And then, like a thief during the dark of night, while we weren’t paying attention, while Maeve was busy coming to our bedside and nestling in close, a part of us, a part of her, integral parts to the puzzle assembled ever so slowly since she was born, simply vanished with the arrival … of silence.
I cannot help but grieve the loss for them both, all over again.
Is it an ebb and flow (its own issue to make peace with and make the most of) or was it just too much?
I’ve spent far too long, in those rare quiet moments alone the last few months, wondering. We continue to let B. know we’re here. Our arms are open, our hearts are committed. Tender now from the pain, but our hearts are always, and will always be, ever-so committed.
After all, she is part of us. She is part of Maeve. Maeve is part of her.
The simple sentiments in the aforementioned blog post that released all of this from me tonight were thoughts reminiscent of where the blogger was five years ago tonight.
Five years ago the baby inside her tossed and turned and made her presence known as if she were having “a party” in her belly. Now she recalls that evening and writes:
“I did not know, however, that it was her going away party.”
Today, in describing that night, as she tried to get comfortable amid contractions signaling the end of one part of her journey, she writes:
“It was the last day that I was ever her only mother. It was the last day that she was truly mine.”
My heart hurts for her, for B., for Maeve. As I told this blogger in an embarrassingly long comment, despite feeling sadness for her tonight, I also cannot help but revel in the blessing her daughter has — because no matter how difficult it has been for these five years since placement, she has, without a doubt, stuck it out. Been there. Worked on her pain and healing and kept in contact. Visits. Letters. Phone calls. Emails.
Reaching out to the little girl that is still inside her, although in a different way now.
No matter the road before her these last five years, she has chosen to travel the journey. She has not walked away.

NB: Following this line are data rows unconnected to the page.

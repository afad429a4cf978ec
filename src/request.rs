//! Characteristic request payloads
//!
//! ```text
//! Setup:          EncryptedData(SetupRequest), setup secret
//! Unlock:         0x01 identifier ‖ 0x02 action ‖ 0x03 authentication
//! CreateNewKey:   0x01 identifier ‖ 0x02 EncryptedData(CreateNewKeyRequest), grantor key
//! ConfirmNewKey:  0x01 identifier ‖ 0x02 EncryptedData(ConfirmNewKeyRequest), invitation secret
//! RemoveKey:      0x01 identifier ‖ 0x02 EncryptedData(RemoveKeyRequest), requester key
//! ListKeys:       0x01 identifier ‖ 0x02 authentication
//! ListEvents:     0x01 identifier ‖ 0x02 authentication ‖ 0x03 fetch request (optional)
//! ```
//!
//! `identifier` is always the key the lock should authenticate the request
//! against; for confirm-new-key that is the pending invitation.

use chrono::{DateTime, Utc};
use smartlock_crypto::{Authentication, CryptoError, EncryptedData, KeyData};
use smartlock_protocol::binary::{read_uuid, write_uuid, BinaryRead, BinarySerialize, BinaryWrite};
use smartlock_protocol::tlv::{read_all, record_size, TlvFields, TlvWriter};
use smartlock_protocol::{
    validate_name, wire_date, FetchRequest, KeyType, Permission, ProtocolError, UnlockAction,
};
use std::fmt;
use std::io::{self, Read, Write};
use std::marker::PhantomData;
use uuid::Uuid;

/// Plaintext of the setup characteristic, fixed 48 bytes
#[derive(Debug, Clone, PartialEq, Eq)]
pub struct SetupRequest {
    /// Identifier of the owner key
    pub id: Uuid,
    /// Secret of the owner key
    pub secret: KeyData,
}

impl SetupRequest {
    pub const LENGTH: usize = 16 + KeyData::LENGTH;

    pub fn new(id: Uuid, secret: KeyData) -> Self {
        SetupRequest { id, secret }
    }

    /// A fresh owner identifier and secret
    pub fn generate() -> Self {
        SetupRequest {
            id: Uuid::new_v4(),
            secret: KeyData::generate(),
        }
    }
}

impl BinaryRead for SetupRequest {
    fn read_from<R: Read>(reader: &mut R) -> io::Result<Self> {
        let id = read_uuid(reader)?;
        let secret = KeyData::read_from(reader)?;
        Ok(SetupRequest { id, secret })
    }
}

impl BinaryWrite for SetupRequest {
    fn write_to<W: Write>(&self, writer: &mut W) -> io::Result<()> {
        write_uuid(writer, &self.id)?;
        self.secret.write_to(writer)
    }

    fn serialized_size(&self) -> usize {
        Self::LENGTH
    }
}

/// Setup characteristic: the setup request encrypted with the factory setup secret
#[derive(Debug, Clone, PartialEq, Eq)]
pub struct SetupCharacteristic {
    pub encrypted: EncryptedData,
}

impl SetupCharacteristic {
    pub fn new(request: &SetupRequest, setup_secret: &KeyData) -> Result<Self, CryptoError> {
        Ok(SetupCharacteristic {
            encrypted: EncryptedData::encrypt_value(request, setup_secret)?,
        })
    }

    pub fn decrypt(&self, setup_secret: &KeyData) -> Result<SetupRequest, CryptoError> {
        self.encrypted.decrypt_value(setup_secret)
    }
}

impl BinaryRead for SetupCharacteristic {
    fn read_from<R: Read>(reader: &mut R) -> io::Result<Self> {
        Ok(SetupCharacteristic {
            encrypted: EncryptedData::read_from(reader)?,
        })
    }
}

impl BinaryWrite for SetupCharacteristic {
    fn write_to<W: Write>(&self, writer: &mut W) -> io::Result<()> {
        self.encrypted.write_to(writer)
    }

    fn serialized_size(&self) -> usize {
        self.encrypted.serialized_size()
    }
}

/// Unlock characteristic
#[derive(Debug, Clone, PartialEq, Eq)]
pub struct UnlockRequest {
    pub identifier: Uuid,
    pub action: UnlockAction,
    pub authentication: Authentication,
}

mod unlock_tag {
    pub const IDENTIFIER: u8 = 0x01;
    pub const ACTION: u8 = 0x02;
    pub const AUTHENTICATION: u8 = 0x03;
    pub const ALL: &[u8] = &[IDENTIFIER, ACTION, AUTHENTICATION];
}

impl UnlockRequest {
    pub fn new(identifier: Uuid, action: UnlockAction, key: &KeyData) -> Result<Self, CryptoError> {
        Ok(UnlockRequest {
            identifier,
            action,
            authentication: Authentication::new(key)?,
        })
    }
}

impl BinaryRead for UnlockRequest {
    fn read_from<R: Read>(reader: &mut R) -> io::Result<Self> {
        let bytes = read_all(reader)?;
        let fields = TlvFields::parse(&bytes, unlock_tag::ALL)?;
        Ok(UnlockRequest {
            identifier: fields.uuid(unlock_tag::IDENTIFIER, "identifier")?,
            action: UnlockAction::from_byte(fields.u8(unlock_tag::ACTION, "action")?)?,
            authentication: fields.value(unlock_tag::AUTHENTICATION, "authentication")?,
        })
    }
}

impl BinaryWrite for UnlockRequest {
    fn write_to<W: Write>(&self, writer: &mut W) -> io::Result<()> {
        let mut tlv = TlvWriter::new(writer);
        tlv.uuid(unlock_tag::IDENTIFIER, &self.identifier)?;
        tlv.u8(unlock_tag::ACTION, self.action.to_byte())?;
        tlv.value(unlock_tag::AUTHENTICATION, &self.authentication)
    }

    fn serialized_size(&self) -> usize {
        record_size(16) + record_size(1) + record_size(Authentication::LENGTH)
    }
}

/// Plaintext of the create-new-key characteristic
#[derive(Debug, Clone, PartialEq, Eq)]
pub struct CreateNewKeyRequest {
    pub id: Uuid,
    pub name: String,
    pub permission: Permission,
    pub expiration: DateTime<Utc>,
    /// Temporary secret the invitee confirms with
    pub secret: KeyData,
}

impl CreateNewKeyRequest {
    /// Fails when `name` is too long to encode. Dates are truncated to wire
    /// precision.
    pub fn new(
        id: Uuid,
        name: impl Into<String>,
        permission: Permission,
        expiration: DateTime<Utc>,
        secret: KeyData,
    ) -> Result<Self, ProtocolError> {
        let name = name.into();
        validate_name(&name)?;
        Ok(Self {
            id,
            name,
            permission: permission.at_wire_precision(),
            expiration: wire_date(expiration),
            secret,
        })
    }
}

mod create_tag {
    pub const ID: u8 = 0x01;
    pub const NAME: u8 = 0x02;
    pub const PERMISSION: u8 = 0x03;
    pub const EXPIRATION: u8 = 0x04;
    pub const SECRET: u8 = 0x05;
    pub const ALL: &[u8] = &[ID, NAME, PERMISSION, EXPIRATION, SECRET];
}

impl BinaryRead for CreateNewKeyRequest {
    fn read_from<R: Read>(reader: &mut R) -> io::Result<Self> {
        let bytes = read_all(reader)?;
        let fields = TlvFields::parse(&bytes, create_tag::ALL)?;
        Ok(CreateNewKeyRequest {
            id: fields.uuid(create_tag::ID, "id")?,
            name: fields.string(create_tag::NAME, "name")?,
            permission: fields.value(create_tag::PERMISSION, "permission")?,
            expiration: fields.date(create_tag::EXPIRATION, "expiration")?,
            secret: fields.value(create_tag::SECRET, "secret")?,
        })
    }
}

impl BinaryWrite for CreateNewKeyRequest {
    fn write_to<W: Write>(&self, writer: &mut W) -> io::Result<()> {
        let mut tlv = TlvWriter::new(writer);
        tlv.uuid(create_tag::ID, &self.id)?;
        tlv.string(create_tag::NAME, &self.name)?;
        tlv.value(create_tag::PERMISSION, &self.permission)?;
        tlv.date(create_tag::EXPIRATION, &self.expiration)?;
        tlv.value(create_tag::SECRET, &self.secret)
    }

    fn serialized_size(&self) -> usize {
        record_size(16)
            + record_size(self.name.len())
            + record_size(self.permission.serialized_size())
            + record_size(8)
            + record_size(KeyData::LENGTH)
    }
}

/// Plaintext of the confirm-new-key characteristic
#[derive(Debug, Clone, PartialEq, Eq)]
pub struct ConfirmNewKeyRequest {
    /// Permanent secret replacing the invitation's temporary one
    pub secret: KeyData,
}

const CONFIRM_SECRET: u8 = 0x01;

impl BinaryRead for ConfirmNewKeyRequest {
    fn read_from<R: Read>(reader: &mut R) -> io::Result<Self> {
        let bytes = read_all(reader)?;
        let fields = TlvFields::parse(&bytes, &[CONFIRM_SECRET])?;
        Ok(ConfirmNewKeyRequest {
            secret: fields.value(CONFIRM_SECRET, "secret")?,
        })
    }
}

impl BinaryWrite for ConfirmNewKeyRequest {
    fn write_to<W: Write>(&self, writer: &mut W) -> io::Result<()> {
        TlvWriter::new(writer).value(CONFIRM_SECRET, &self.secret)
    }

    fn serialized_size(&self) -> usize {
        record_size(KeyData::LENGTH)
    }
}

/// Plaintext of the remove-key characteristic
#[derive(Debug, Clone, PartialEq, Eq)]
pub struct RemoveKeyRequest {
    pub id: Uuid,
    pub key_type: KeyType,
}

mod remove_tag {
    pub const ID: u8 = 0x01;
    pub const KEY_TYPE: u8 = 0x02;
    pub const ALL: &[u8] = &[ID, KEY_TYPE];
}

impl BinaryRead for RemoveKeyRequest {
    fn read_from<R: Read>(reader: &mut R) -> io::Result<Self> {
        let bytes = read_all(reader)?;
        let fields = TlvFields::parse(&bytes, remove_tag::ALL)?;
        Ok(RemoveKeyRequest {
            id: fields.uuid(remove_tag::ID, "id")?,
            key_type: KeyType::from_byte(fields.u8(remove_tag::KEY_TYPE, "key type")?)?,
        })
    }
}

impl BinaryWrite for RemoveKeyRequest {
    fn write_to<W: Write>(&self, writer: &mut W) -> io::Result<()> {
        let mut tlv = TlvWriter::new(writer);
        tlv.uuid(remove_tag::ID, &self.id)?;
        tlv.u8(remove_tag::KEY_TYPE, self.key_type.to_byte())
    }

    fn serialized_size(&self) -> usize {
        record_size(16) + record_size(1)
    }
}

/// An identifier plus a request encrypted with that identifier's secret
pub struct EncryptedCharacteristic<T> {
    pub identifier: Uuid,
    pub encrypted: EncryptedData,
    request: PhantomData<fn() -> T>,
}

pub type CreateNewKeyCharacteristic = EncryptedCharacteristic<CreateNewKeyRequest>;
pub type ConfirmNewKeyCharacteristic = EncryptedCharacteristic<ConfirmNewKeyRequest>;
pub type RemoveKeyCharacteristic = EncryptedCharacteristic<RemoveKeyRequest>;

mod encrypted_tag {
    pub const IDENTIFIER: u8 = 0x01;
    pub const ENCRYPTED: u8 = 0x02;
    pub const ALL: &[u8] = &[IDENTIFIER, ENCRYPTED];
}

impl<T> EncryptedCharacteristic<T> {
    pub fn from_encrypted(identifier: Uuid, encrypted: EncryptedData) -> Self {
        EncryptedCharacteristic {
            identifier,
            encrypted,
            request: PhantomData,
        }
    }
}

impl<T: BinarySerialize> EncryptedCharacteristic<T> {
    pub fn new(request: &T, identifier: Uuid, key: &KeyData) -> Result<Self, CryptoError> {
        Ok(Self::from_encrypted(
            identifier,
            EncryptedData::encrypt_value(request, key)?,
        ))
    }

    /// Verify and decrypt with the identifier's secret
    pub fn decrypt(&self, key: &KeyData) -> Result<T, CryptoError> {
        self.encrypted.decrypt_value(key)
    }
}

impl<T> Clone for EncryptedCharacteristic<T> {
    fn clone(&self) -> Self {
        Self::from_encrypted(self.identifier, self.encrypted.clone())
    }
}

impl<T> PartialEq for EncryptedCharacteristic<T> {
    fn eq(&self, other: &Self) -> bool {
        self.identifier == other.identifier && self.encrypted == other.encrypted
    }
}

impl<T> Eq for EncryptedCharacteristic<T> {}

impl<T> fmt::Debug for EncryptedCharacteristic<T> {
    fn fmt(&self, f: &mut fmt::Formatter<'_>) -> fmt::Result {
        f.debug_struct("EncryptedCharacteristic")
            .field("identifier", &self.identifier)
            .field("encrypted", &self.encrypted)
            .finish()
    }
}

impl<T> BinaryRead for EncryptedCharacteristic<T> {
    fn read_from<R: Read>(reader: &mut R) -> io::Result<Self> {
        let bytes = read_all(reader)?;
        let fields = TlvFields::parse(&bytes, encrypted_tag::ALL)?;
        Ok(Self::from_encrypted(
            fields.uuid(encrypted_tag::IDENTIFIER, "identifier")?,
            fields.value(encrypted_tag::ENCRYPTED, "encrypted data")?,
        ))
    }
}

impl<T> BinaryWrite for EncryptedCharacteristic<T> {
    fn write_to<W: Write>(&self, writer: &mut W) -> io::Result<()> {
        let mut tlv = TlvWriter::new(writer);
        tlv.uuid(encrypted_tag::IDENTIFIER, &self.identifier)?;
        tlv.value(encrypted_tag::ENCRYPTED, &self.encrypted)
    }

    fn serialized_size(&self) -> usize {
        record_size(16) + record_size(self.encrypted.serialized_size())
    }
}

/// List-keys characteristic; the response is notified as chunks
#[derive(Debug, Clone, PartialEq, Eq)]
pub struct ListKeysRequest {
    pub identifier: Uuid,
    pub authentication: Authentication,
}

mod list_keys_tag {
    pub const IDENTIFIER: u8 = 0x01;
    pub const AUTHENTICATION: u8 = 0x02;
    pub const ALL: &[u8] = &[IDENTIFIER, AUTHENTICATION];
}

impl ListKeysRequest {
    pub fn new(identifier: Uuid, key: &KeyData) -> Result<Self, CryptoError> {
        Ok(ListKeysRequest {
            identifier,
            authentication: Authentication::new(key)?,
        })
    }
}

impl BinaryRead for ListKeysRequest {
    fn read_from<R: Read>(reader: &mut R) -> io::Result<Self> {
        let bytes = read_all(reader)?;
        let fields = TlvFields::parse(&bytes, list_keys_tag::ALL)?;
        Ok(ListKeysRequest {
            identifier: fields.uuid(list_keys_tag::IDENTIFIER, "identifier")?,
            authentication: fields.value(list_keys_tag::AUTHENTICATION, "authentication")?,
        })
    }
}

impl BinaryWrite for ListKeysRequest {
    fn write_to<W: Write>(&self, writer: &mut W) -> io::Result<()> {
        let mut tlv = TlvWriter::new(writer);
        tlv.uuid(list_keys_tag::IDENTIFIER, &self.identifier)?;
        tlv.value(list_keys_tag::AUTHENTICATION, &self.authentication)
    }

    fn serialized_size(&self) -> usize {
        record_size(16) + record_size(Authentication::LENGTH)
    }
}

/// List-events characteristic; the response is notified as chunks
#[derive(Debug, Clone, PartialEq, Eq)]
pub struct ListEventsRequest {
    pub identifier: Uuid,
    pub authentication: Authentication,
    pub fetch_request: Option<FetchRequest>,
}

mod list_events_tag {
    pub const IDENTIFIER: u8 = 0x01;
    pub const AUTHENTICATION: u8 = 0x02;
    pub const FETCH_REQUEST: u8 = 0x03;
    pub const ALL: &[u8] = &[IDENTIFIER, AUTHENTICATION, FETCH_REQUEST];
}

impl ListEventsRequest {
    pub fn new(
        identifier: Uuid,
        key: &KeyData,
        fetch_request: Option<FetchRequest>,
    ) -> Result<Self, CryptoError> {
        Ok(ListEventsRequest {
            identifier,
            authentication: Authentication::new(key)?,
            fetch_request,
        })
    }
}

impl BinaryRead for ListEventsRequest {
    fn read_from<R: Read>(reader: &mut R) -> io::Result<Self> {
        let bytes = read_all(reader)?;
        let fields = TlvFields::parse(&bytes, list_events_tag::ALL)?;
        Ok(ListEventsRequest {
            identifier: fields.uuid(list_events_tag::IDENTIFIER, "identifier")?,
            authentication: fields.value(list_events_tag::AUTHENTICATION, "authentication")?,
            fetch_request: fields.optional_value(list_events_tag::FETCH_REQUEST)?,
        })
    }
}

impl BinaryWrite for ListEventsRequest {
    fn write_to<W: Write>(&self, writer: &mut W) -> io::Result<()> {
        let mut tlv = TlvWriter::new(writer);
        tlv.uuid(list_events_tag::IDENTIFIER, &self.identifier)?;
        tlv.value(list_events_tag::AUTHENTICATION, &self.authentication)?;
        if let Some(fetch_request) = &self.fetch_request {
            tlv.value(list_events_tag::FETCH_REQUEST, fetch_request)?;
        }
        Ok(())
    }

    fn serialized_size(&self) -> usize {
        record_size(16)
            + record_size(Authentication::LENGTH)
            + self
                .fetch_request
                .as_ref()
                .map_or(0, |f| record_size(f.serialized_size()))
    }
}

It seems to me it will never be easy. How can such things be? But the path she’s chosen to take, despite the personal struggle it might be at times, is one that brings her the highest esteem from me.
I am in awe of how she continues, for the good of her daughter, her family, and the story she weaves of her life by living it each day.
Jenna, may this weekend’s bitterness and sweetness somehow mesh for you in a way that is bearable.
Happy birthday to your daughter. Relish in wishing the stunningly beautiful girl whose own eyes mirror yours all the very best.
Oh, and Jenna? Thank you.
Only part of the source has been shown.